Seriously. You can ask AMD. Maybe they won’t tell you, but they might. It might be really good info. Why not ask someone who is really knowledgeable about this stuff like a kernel developer who works on x86-64 or worked on the mitigations?

This is what I never understand about Phoronix. People link to them all the time but they run a bunch of benchmarks and then end on “there you go”. I’d like investigation into why. You won’t always get an answer but you should try.




> Seriously. You can ask AMD. Maybe they won’t tell you, but they might.

Seriously? By far the most likely outcome is that they don't even bother responding.

That's how corporations operate in 2022. If you're a journalist from the Washington Post, you might get a three-line statement from a spokesperson. Everyone else gets a canned reply from a bot, or nothing at all.

I don't blame Michael for not even bothering to try. Phoronix is the only game in town for much of the topics it covers. The fact that it exists at all, and is effectively run by a single person, is nothing short of amazing.


> That's how corporations operate in 2022. If you're a journalist from the Washington Post, you might get a three-line statement from a spokesperson. Everyone else gets a canned reply from a bot, or nothing at all.

This is not true, I write to AMD security team for spectre/meltdown/CPU flaws and get reasonable responses. Intel security team is also quite good. The usual wait time is 3-4 days.

Admittedly I do write from my work address.


I answer engineers from other companies all the time but never answer journalists. Engineers give a vibe of “cares about what you do and wants to collaborate”.

Talking to journalists is like talking to the police - as an engineer you don’t understand the situation well enough and you need to involve an (expensive) professional to navigate it.

The question going through my head when I get journalist emails is “can I ignore this and save the hours of work with legal/pr?”.


On most places only the PR team is even allowed to talk to journalists. Exactly because that "is like talking to the police" issue.

It's a very sensible and correct policy.


Thats a good point, I had never thought of that.


True that


That's great, but I suspect the address you write from indeed plays a big part here. Direct responses from engineers of that caliber within a matter of days is most certainly not standard.
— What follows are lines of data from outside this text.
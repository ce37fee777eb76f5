//! Display-name collection under a deadline.

use crate::connection::{ConnId, Connection, NetEvent};
use crate::session::SessionError;
use log::{debug, info, warn};
use shared::{ClientOpcode, ServerOpcode};
use std::collections::HashMap;
use std::time::{Duration, Instant};
use tokio::sync::mpsc;
use tokio::time::timeout;

/// A connection that completed naming. Insertion order in the result is
/// the later seat order for leader rotation.
#[derive(Debug)]
pub struct Participant {
    pub id: ConnId,
    pub name: String,
    pub conn: Connection,
}

/// Prompts every connection for a display name and multiplexes on the
/// event channel until everyone has answered or the window closes.
///
/// Duplicate names (case-sensitive exact match) and names that are empty
/// or contain whitespace are refused with an error and a fresh prompt;
/// the connection stays pending. Connections still unnamed at the
/// deadline are told so and closed.
pub async fn resolve_names(
    connections: Vec<Connection>,
    window: Duration,
    events: &mut mpsc::UnboundedReceiver<NetEvent>,
) -> Result<Vec<Participant>, SessionError> {
    let deadline = Instant::now() + window;
    let mut pending: HashMap<ConnId, Connection> = HashMap::new();
    let mut named: Vec<Participant> = Vec::new();

    for mut conn in connections {
        let _ = conn.send(ServerOpcode::GetName, &["Choose your name"]).await;
        pending.insert(conn.id, conn);
    }

    while !pending.is_empty() {
        let remaining = deadline.saturating_duration_since(Instant::now());
        if remaining.is_zero() {
            break;
        }
        let event = match timeout(remaining, events.recv()).await {
            Ok(Some(event)) => event,
            Ok(None) => break,
            Err(_) => break,
        };

        match event {
            NetEvent::Frame {
                conn,
                opcode,
                payload,
            } => {
                if !pending.contains_key(&conn) {
                    debug!("Ignoring frame from non-pending connection {}", conn);
                    continue;
                }
                match ClientOpcode::try_from(opcode) {
                    Ok(ClientOpcode::Name) => {
                        handle_candidate(conn, payload, &mut pending, &mut named).await;
                    }
                    _ => debug!("Ignoring pre-name frame (opcode {}) from {}", opcode, conn),
                }
            }
            NetEvent::Dropped { conn } => {
                if let Some(gone) = pending.remove(&conn) {
                    info!("{} left before choosing a name", gone.addr);
                } else if let Some(pos) = named.iter().position(|p| p.id == conn) {
                    let gone = named.remove(pos);
                    info!("{} ({}) left during naming", gone.name, gone.conn.addr);
                }
            }
        }
    }

    for (_, mut conn) in pending {
        warn!("{} never sent a name, closing", conn.addr);
        let _ = conn
            .send(ServerOpcode::Error, &["You didn't send a name in time!"])
            .await;
        conn.close().await;
    }

    if named.is_empty() {
        return Err(SessionError::NoNames);
    }
    info!(
        "Naming finished with {} players: {}",
        named.len(),
        named
            .iter()
            .map(|p| p.name.as_str())
            .collect::<Vec<_>>()
            .join(", ")
    );
    Ok(named)
}

async fn handle_candidate(
    conn: ConnId,
    candidate: String,
    pending: &mut HashMap<ConnId, Connection>,
    named: &mut Vec<Participant>,
) {
    // Names become single payload tokens later (pm targets, team picks),
    // so whitespace inside one would be unparseable.
    if candidate.is_empty() || candidate.contains(char::is_whitespace) {
        if let Some(c) = pending.get_mut(&conn) {
            let _ = c
                .send(ServerOpcode::Error, &["Names must be a single word!"])
                .await;
            let _ = c.send(ServerOpcode::GetName, &["Pick a new name!"]).await;
        }
        return;
    }
    if named.iter().any(|p| p.name == candidate) {
        if let Some(c) = pending.get_mut(&conn) {
            let _ = c
                .send(ServerOpcode::Error, &["That name is already taken!"])
                .await;
            let _ = c.send(ServerOpcode::GetName, &["Pick a new name!"]).await;
        }
        return;
    }

    let Some(accepted) = pending.remove(&conn) else {
        return;
    };
    info!("{} is now known as {}", accepted.addr, candidate);
    let announcement = format!("{} has chosen name {}!", accepted.addr, candidate);
    named.push(Participant {
        id: conn,
        name: candidate,
        conn: accepted,
    });
    for p in named.iter_mut() {
        let _ = p.conn.send(ServerOpcode::Message, &[&announcement]).await;
    }
    for c in pending.values_mut() {
        let _ = c.send(ServerOpcode::Message, &[&announcement]).await;
    }
}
Probably somewhere in A.A. County.


What’s your work, out of curiosity? I suppose security researcher?


Red Hat Kernel security team.


> By far the most likely outcome is that they don't even bother responding

So, "likely" the same outcome as when you don't ask, except unlike when you don't ask, there is a different outcome when you do ask? Sounds like you just made the argument in favour of always asking questions.


Under the assumption that time is not valuable. Writing such an email is still an investment of time.
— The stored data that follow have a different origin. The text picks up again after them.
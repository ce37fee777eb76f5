//! Named-participant roster and messaging for an active session
//!
//! This module owns the write side of every participant socket once naming
//! has finished. It provides the broadcast / unicast / private-message
//! discipline the round coordinator speaks through, and it is the single
//! place where send failures are detected: a participant whose socket has
//! gone away is removed from the roster and surfaced through the lost
//! list rather than bubbling up as a fatal error.

use crate::connection::ConnId;
use crate::naming::Participant;
use log::{info, warn};
use shared::ServerOpcode;

/// The set of named, ready participants.
///
/// Roster order is naming order and doubles as the leader-rotation order,
/// so it is kept stable across removals.
pub struct Registry {
    participants: Vec<Participant>,
    lost: Vec<ConnId>,
}

impl Registry {
    pub fn new(participants: Vec<Participant>) -> Self {
        info!(
            "Session roster: {}",
            participants
                .iter()
                .map(|p| p.name.as_str())
                .collect::<Vec<_>>()
                .join(", ")
        );
        Self {
            participants,
            lost: Vec::new(),
        }
    }

    /// Returns the number of participants still in the session.
    pub fn len(&self) -> usize {
        self.participants.len()
    }

    pub fn is_empty(&self) -> bool {
        self.participants.is_empty()
    }

    pub fn contains(&self, id: ConnId) -> bool {
        self.participants.iter().any(|p| p.id == id)
    }

    pub fn name_of(&self, id: ConnId) -> Option<&str> {
        self.participants
            .iter()
            .find(|p| p.id == id)
            .map(|p| p.name.as_str())
    }

    /// Seat order as `(id, name)` pairs, for seeding the game engine.
    pub fn roster(&self) -> Vec<(ConnId, String)> {
        self.participants
            .iter()
            .map(|p| (p.id, p.name.clone()))
            .collect()
    }

    /// Sends an opcode frame to one participant. A write failure removes
    /// them from the roster and records the loss for the coordinator to
    /// collect via [`take_lost`](Self::take_lost).
    pub async fn send_opcode(&mut self, id: ConnId, opcode: ServerOpcode, parts: &[&str]) {
        let Some(pos) = self.participants.iter().position(|p| p.id == id) else {
            return;
        };
        if let Err(e) = self.participants[pos].conn.send(opcode, parts).await {
            let gone = self.participants.remove(pos);
            warn!("Send to {} failed ({}), dropping them", gone.name, e);
            self.lost.push(gone.id);
        }
    }

    /// Sends an opcode frame to every participant, in roster order.
    pub async fn broadcast_opcode(&mut self, opcode: ServerOpcode, parts: &[&str]) {
        let ids: Vec<ConnId> = self.participants.iter().map(|p| p.id).collect();
        for id in ids {
            self.send_opcode(id, opcode, parts).await;
        }
    }

    /// Plain informational text to one participant.
    pub async fn unicast(&mut self, id: ConnId, text: &str) {
        self.send_opcode(id, ServerOpcode::Message, &[text]).await;
    }

    /// Plain informational text to everyone.
    pub async fn broadcast(&mut self, text: &str) {
        self.broadcast_opcode(ServerOpcode::Message, &[text]).await;
    }

    /// Drains the ids of participants lost to send failures since the
    /// last call.
    pub fn take_lost(&mut self) -> Vec<ConnId> {
        std::mem::take(&mut self.lost)
    }

    /// Removes a participant (already-disconnected peers and cancelled
    /// sessions). Returns the removed entry, if any.
    pub fn remove(&mut self, id: ConnId) -> Option<Participant> {
        let pos = self.participants.iter().position(|p| p.id == id)?;
        let gone = self.participants.remove(pos);
        info!("{} removed from the session", gone.name);
        Some(gone)
    }

    /// Shuts every remaining connection down.
    pub async fn close_all(&mut self) {
        for p in self.participants.iter_mut() {
            p.conn.close().await;
        }
        self.participants.clear();
    }
}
I don't think Phoronix has time and budget for that. It is a single man, a few scripts and heavy automation. Sometimes he founds bugs and reports it, but there is no time to follow such rabbit hole!


if anything, industry should reach out to him imo. he has a lot of mind share in the IT community


Phoronix is a one man show literally doing everything: hw managemen, tests, articles, news reports, forum admin, premium users management...
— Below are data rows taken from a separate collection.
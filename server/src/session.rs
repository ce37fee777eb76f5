//! Session lifecycle orchestration: lobby, naming, game, conclusion.

use crate::connection::NetEvent;
use crate::engine::{Effect, Engine, Phase};
use crate::listener::accept_participants;
use crate::naming::resolve_names;
use crate::registry::Registry;
use log::{info, warn};
use shared::{ClientOpcode, Role, ServerOpcode, MAX_PARTICIPANTS, MIN_PARTICIPANTS};
use std::time::Duration;
use thiserror::Error;
use tokio::net::TcpListener;
use tokio::sync::mpsc;

/// External knobs for one session.
#[derive(Debug, Clone)]
pub struct SessionConfig {
    pub host: String,
    pub port: u16,
    /// Hard ceiling on connections accepted (5..=10).
    pub max_participants: usize,
    pub connect_timeout: Duration,
    pub naming_timeout: Duration,
}

/// Fatal session failures. Recoverable protocol trouble never surfaces
/// here; it is answered on the wire with an `error` frame instead.
#[derive(Debug, Error)]
pub enum SessionError {
    #[error("nobody connected before the deadline")]
    NoParticipants,
    #[error("nobody sent a name before the deadline")]
    NoNames,
    #[error("{got} named players is not enough to start (need at least {need})")]
    TooFewParticipants { got: usize, need: usize },
    #[error("max participants must be between 5 and 10, got {0}")]
    InvalidCapacity(usize),
    #[error("failed to bind {addr}: {source}")]
    Bind {
        addr: String,
        source: std::io::Error,
    },
}

/// Where the session currently is in its life, for logging.
#[derive(Debug, Clone, Copy, PartialEq, Eq)]
pub enum SessionState {
    Lobby,
    Naming,
    InProgress,
    Concluded,
    Cancelled,
}

#[derive(Debug, Clone, Copy, PartialEq, Eq)]
pub enum SessionOutcome {
    Winner(Role),
    Cancelled,
}

/// Binds the configured address and runs one full session to its end.
pub async fn run(config: SessionConfig) -> Result<SessionOutcome, SessionError> {
    let addr = format!("{}:{}", config.host, config.port);
    let listener = TcpListener::bind(&addr)
        .await
        .map_err(|source| SessionError::Bind {
            addr: addr.clone(),
            source,
        })?;
    run_with_listener(listener, &config).await
}

/// Runs a session on an already-bound listener (tests bind their own
/// ephemeral ports).
pub async fn run_with_listener(
    listener: TcpListener,
    config: &SessionConfig,
) -> Result<SessionOutcome, SessionError> {
    if !(MIN_PARTICIPANTS..=MAX_PARTICIPANTS).contains(&config.max_participants) {
        return Err(SessionError::InvalidCapacity(config.max_participants));
    }
    let mut state = SessionState::Lobby;
    if let Ok(addr) = listener.local_addr() {
        info!("Session open on {} ({:?})", addr, state);
    }

    let (events_tx, mut events_rx) = mpsc::unbounded_channel();
    let connections = accept_participants(
        &listener,
        config.max_participants,
        config.connect_timeout,
        &events_tx,
    )
    .await?;
    // Reader tasks hold their own clones; keeping ours would stop the
    // channel from ever closing.
    drop(events_tx);

    state = SessionState::Naming;
    info!("Collecting names ({:?})", state);
    let participants = resolve_names(connections, config.naming_timeout, &mut events_rx).await?;

    if participants.len() < MIN_PARTICIPANTS {
        let got = participants.len();
        warn!(
            "Only {} of the required {} players named up, refusing to start",
            got, MIN_PARTICIPANTS
        );
        let mut registry = Registry::new(participants);
        registry
            .broadcast_opcode(
                ServerOpcode::Error,
                &["Not enough players to start the game!"],
            )
            .await;
        registry.close_all().await;
        return Err(SessionError::TooFewParticipants {
            got,
            need: MIN_PARTICIPANTS,
        });
    }

    let mut registry = Registry::new(participants);
    state = SessionState::InProgress;
    info!("Starting with {} players ({:?})", registry.len(), state);

    let roster = registry.roster();
    let Some(mut engine) = Engine::new(&roster, &mut rand::thread_rng()) else {
        // Unreachable given the checks above, but never panic on it.
        let got = registry.len();
        registry.close_all().await;
        return Err(SessionError::TooFewParticipants {
            got,
            need: MIN_PARTICIPANTS,
        });
    };

    let fx = engine.start();
    apply_effects(&mut registry, fx).await;
    process_lost(&mut registry, &mut engine).await;

    loop {
        if let Some(outcome) = finished(&engine) {
            state = match outcome {
                SessionOutcome::Winner(_) => SessionState::Concluded,
                SessionOutcome::Cancelled => SessionState::Cancelled,
            };
            info!("Session over: {:?} ({:?})", outcome, state);
            registry.close_all().await;
            return Ok(outcome);
        }

        let event = match events_rx.recv().await {
            Some(event) => event,
            None => {
                warn!("Every connection is gone, abandoning the session");
                return Ok(SessionOutcome::Cancelled);
            }
        };

        match event {
            NetEvent::Frame {
                conn,
                opcode,
                payload,
            } => {
                if !registry.contains(conn) {
                    continue;
                }
                match ClientOpcode::try_from(opcode) {
                    Ok(op) => {
                        let fx = engine.handle(conn, op, &payload);
                        apply_effects(&mut registry, fx).await;
                    }
                    Err(e) => {
                        warn!("Bad frame from {:?}: {}", registry.name_of(conn), e);
                        registry
                            .send_opcode(conn, ServerOpcode::Error, &["Unrecognized opcode"])
                            .await;
                    }
                }
            }
            NetEvent::Dropped { conn } => {
                if registry.remove(conn).is_some() {
                    let fx = engine.remove_player(conn);
                    apply_effects(&mut registry, fx).await;
                }
            }
        }
        process_lost(&mut registry, &mut engine).await;
    }
}

fn finished(engine: &Engine) -> Option<SessionOutcome> {
    match engine.phase() {
        Phase::Concluded(winner) => Some(SessionOutcome::Winner(winner)),
        Phase::Cancelled => Some(SessionOutcome::Cancelled),
        _ => None,
    }
}

async fn apply_effects(registry: &mut Registry, effects: Vec<Effect>) {
    for effect in effects {
        match effect {
            Effect::Broadcast(opcode, text) => registry.broadcast_opcode(opcode, &[&text]).await,
            Effect::Unicast(to, opcode, text) => registry.send_opcode(to, opcode, &[&text]).await,
        }
    }
}

/// Participants lost to send failures are fed back into the engine until
/// the registry reports no further casualties.
async fn process_lost(registry: &mut Registry, engine: &mut Engine) {
    loop {
        let lost = registry.take_lost();
        if lost.is_empty() {
            break;
        }
        for id in lost {
            let fx = engine.remove_player(id);
            apply_effects(registry, fx).await;
        }
    }
}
Remembers me about the 'supercow powers" question at StackOverflow (unixStackExchange): everybody just guessing, I dared to ask Jason Gunthorpe and he didn't answer me... he made post about it:

https://web.archive.org/web/20190322061230/https://plus.goog...


> Just ask! Seriously. You can ask AMD.

But it's Phoronix - short reprints, not well-done benchmarks, 1-3 paragraphs long "articles" and backlink spam on forums, wikis and wherever possible. They may ask AMD but that will be another "article" and another wave of spam.